Sam Smith’s new album proves it’s okay to be vulnerable

Sam Smith’s new album proves it’s okay to be vulnerable

When I was younger, the music I listened to consisted of optimistic, happy tunes.

As I have matured and grown, so has my music taste. I find myself incessantly listening to more despairing music—not the slow kind, but instead, the upbeat, fast-paced music with the secret message that truly reveals how sad and despondent the artist is.

I blame most of the fact that I enjoy sad music on Sam Smith. Their album, Love Goes, appeals perfectly to my taste in music—as have all of their past albums.

This album heavily reminded me of their last album, The Thrill of It All which Smith released in 2018. While I still listen to my record of their previous album, I find myself rather wanting to come back to their newest album. 

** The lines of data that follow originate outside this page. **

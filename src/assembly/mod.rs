//! Assembly of cut cores into multiscale containers

mod assembler;
mod pyramid;
mod store;

pub use assembler::{CoreAssembler, CoreAssembly};
pub use pyramid::{build_levels, downsample};
pub use store::{
    ChunkedPyramidStore, LayerEntry, LevelEntry, PyramidManifest, PyramidSettings, PyramidWriter, MANIFEST_FILE,
};
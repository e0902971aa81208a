//! Per-core temporary tiles
//!
//! Cut cores are parked on disk until every channel of the core has been
//! cut, one file per `(core, channel)` pair.

use std::fs;
use std::path::PathBuf;

use log::debug;

use crate::cutting::PixelArray;
use crate::errors::PrepResult;

use super::channel_reader::write_gray16_tiff;

/// Storage for cut core tiles
pub trait TileStore {
    /// Persist one channel of one core
    ///
    /// # Returns
    /// Path of the written tile
    fn write_tile(&mut self, core_id: &str, channel: &str, tile: &PixelArray) -> PrepResult<PathBuf>;
}

/// Tile store writing `<temp_dir>/<core_id>/<channel>.tiff`
#[derive(Debug, Clone)]
pub struct TiffTileStore {
    temp_dir: PathBuf,
}

impl TiffTileStore {
    pub fn new(temp_dir: impl Into<PathBuf>) -> Self {
        TiffTileStore { temp_dir: temp_dir.into() }
    }

    /// Path a tile is written to
    pub fn tile_path(&self, core_id: &str, channel: &str) -> PathBuf {
        self.temp_dir.join(core_id).join(format!("{}.tiff", channel))
    }
}

impl TileStore for TiffTileStore {
    fn write_tile(&mut self, core_id: &str, channel: &str, tile: &PixelArray) -> PrepResult<PathBuf> {
        let path = self.tile_path(core_id, channel);
        if let Some(parent) = path.parent() {
            fs::create_dir_all(parent)?;
        }
        write_gray16_tiff(&path, tile)?;
        debug!("Cut and saved ROI {}, channel {}.", core_id, channel);
        Ok(path)
    }
}

#[cfg(test)]
mod tests {
    use super::*;
    use tempfile::tempdir;

    #[test]
    fn tiles_land_in_core_folders() {
        let dir = tempdir().unwrap();
        let mut store = TiffTileStore::new(dir.path());

        let path = store.write_tile("A1", "DAPI", &PixelArray::zeros(1, 4, 4)).unwrap();

        assert_eq!(path, dir.path().join("A1").join("DAPI.tiff"));
        assert!(path.is_file());
    }
}
//! I/O collaborators for channel images and temporary tiles
//!
//! This module provides the traits the controller reads images and parks
//! cut tiles through, and their file-backed implementations.

pub mod channel_reader;
pub mod tile_store;

pub use channel_reader::{write_gray16_tiff, ChannelImage, ChannelReader, TiffChannelReader};
pub use tile_store::{TiffTileStore, TileStore};
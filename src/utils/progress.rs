//! Console progress reporting

use indicatif::{ProgressBar, ProgressStyle};

/// Progress bar over the cores of one channel
pub struct ProgressTracker {
    bar: ProgressBar,
}

impl ProgressTracker {
    pub fn new(total: u64, description: &str) -> Self {
        let bar = ProgressBar::new(total);
        let style = ProgressStyle::default_bar()
            .template("{spinner:.green} [{elapsed_precise}] [{bar:40.cyan/blue}] {pos}/{len} ({eta}) {msg}")
            .unwrap_or_else(|_| ProgressStyle::default_bar())
            .progress_chars("#>-");
        bar.set_style(style);
        bar.set_message(description.to_string());

        ProgressTracker {
            bar,
        }
    }

    /// Tracker that draws nothing, for library use and tests
    pub fn hidden(total: u64) -> Self {
        let bar = ProgressBar::hidden();
        bar.set_length(total);
        ProgressTracker { bar }
    }

    pub fn increment(&self, amount: u64) {
        self.bar.inc(amount);
    }

    pub fn position(&self) -> u64 {
        self.bar.position()
    }

    pub fn finish(&self) {
        self.bar.finish_with_message("Completed");
    }
}

#[cfg(test)]
mod tests {
    use super::*;

    #[test]
    fn hidden_tracker_counts() {
        let tracker = ProgressTracker::hidden(3);
        tracker.increment(1);
        tracker.increment(2);
        assert_eq!(tracker.position(), 3);
        tracker.finish();
    }
}
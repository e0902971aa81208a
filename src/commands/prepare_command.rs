//! Core preparation command
//!
//! Runs the whole pipeline for one configuration: scan, make available,
//! cut and assemble.

use std::path::PathBuf;

use clap::ArgMatches;
use log::info;

use crate::api::CorePrep;
use crate::commands::command_traits::Command;
use crate::config::{DriveModeSetting, RunConfig};
use crate::errors::{PrepError, PrepResult};

/// Command that prepares every core of a run
pub struct PrepareCommand {
    /// Path to the run configuration
    config_path: PathBuf,
    /// Loaded facade
    prep: CorePrep,
    /// Forces deletion of transferred files after cutting
    cleanup: Option<bool>,
}

impl PrepareCommand {
    /// Create a new prepare command
    ///
    /// # Arguments
    /// * `args` - CLI argument matches from clap
    ///
    /// # Returns
    /// A new PrepareCommand instance or an error
    pub fn new(args: &ArgMatches) -> PrepResult<Self> {
        let config_path = args
            .get_one::<String>("config")
            .map(PathBuf::from)
            .ok_or_else(|| PrepError::GenericError("Missing configuration file".to_string()))?;

        let mut config = RunConfig::load(&config_path)?;
        if let Some(mode) = args.get_one::<String>("mode") {
            config.cutting.drive_mode = parse_mode(mode)?;
        }

        let cleanup = if args.get_flag("cleanup") { Some(true) } else { None };
        let show_progress = !args.get_flag("quiet");

        Ok(PrepareCommand {
            config_path,
            prep: CorePrep::new(config).with_progress(show_progress),
            cleanup,
        })
    }
}

/// Parse a `--mode` value
fn parse_mode(mode: &str) -> PrepResult<DriveModeSetting> {
    match mode.to_lowercase().as_str() {
        "push" => Ok(DriveModeSetting::Push),
        "poll" => Ok(DriveModeSetting::Poll),
        other => Err(PrepError::InvalidConfig(format!("unknown drive mode '{}', expected push or poll", other))),
    }
}

impl Command for PrepareCommand {
    fn execute(&self) -> PrepResult<()> {
        info!("Preparing cores for {}", self.config_path.display());

        let summary = self.prep.run(None, self.cleanup)?;

        info!("Cut {} channels", summary.channels_cut.len());
        for (core_id, container) in &summary.assembled {
            info!("  {} -> {}", core_id, container.display());
        }
        Ok(())
    }
}

#[cfg(test)]
mod tests {
    use super::*;

    #[test]
    fn parses_known_modes() {
        assert_eq!(parse_mode("push").unwrap(), DriveModeSetting::Push);
        assert_eq!(parse_mode("Poll").unwrap(), DriveModeSetting::Poll);
        assert!(matches!(parse_mode("stream"), Err(PrepError::InvalidConfig(_))));
    }
}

Their album, consisting of seventeen songs, six being previously released singles, is a perfect representation of loneliness and pure sadness. While nobody enjoys these plain, sorrowful feelings, Smith makes their best effort at the album being relatable to their listeners. After listening to all of the songs, it is obvious I have become partial to some.

In the song “To Die For,” a small voice welcomes the listener and gives a quick glimpse of what the song, and the whole album, will be about.

“It is if everyone dies alone. Does that scare you?”

“I don’t want to die alone.”

These few simple sentences set the tone for the rest of the song, as Smith continues to sing about how they simply want someone to love; someone “to die for.”

The music video for “To Die For” begins with a woman walking up and embracing her significant other while a salon head, supposedly embodying Smith, sorrowfully watches copious couples and sings these lyrics with monotone expressions.

While the overall representation and tone of this album are despairing, Smith collaborates with many popular artists such as Burna Boy, Demi Lovato, Normani, Calvin Harris, and Labrinth. 

The opening song, “Love Goes,” is a collaboration between Smith and Labrinth. It begins with a soft piano melody and then adds in the bass—one of Labrinths strong suits—and continues along the path of adding more bass drops, while continuing with the soft piano in the background.

The music stays constantly upbeat and happy-sounding, but when the listener takes a deeper look, it is evident Smith is trying to show how lonely they are feeling. 

After the sadness of the past songs, Smith ends the album on a high note with my personal favorite: “I’m Ready.” This song is a collaboration with Demi Lovato. Smith sings about how they have overcome their sadness, and how they are ready to find the one.

The song continues to keep the cheerful tone, but it is noticeable how much more confident Smith sounds in this song. They use their whole voice, truly singing from their heart, and giving hope to listeners that they can be ready, too. 

The song continues to keep the cheerful tone, but it is noticeable how much more confident Smith sounds in this song.”

While the song may be somewhat repetitive, it becomes a good kind of repetitive. Switching from Smith’s low, full voice to Lovato’s higher, confident voice. Both artists sing the chorus and then switch to singing “I’m ready for someone to love me.” 

Smith has never failed to produce touching music with strong messages. They always manage to incorporate the important sense of belonging, almost giving the listeners a sense of not feeling alone. 

In Love Goes, Smith seemed ready to leave the listeners with hope, and reassurance that their feelings are valid, but only temporary.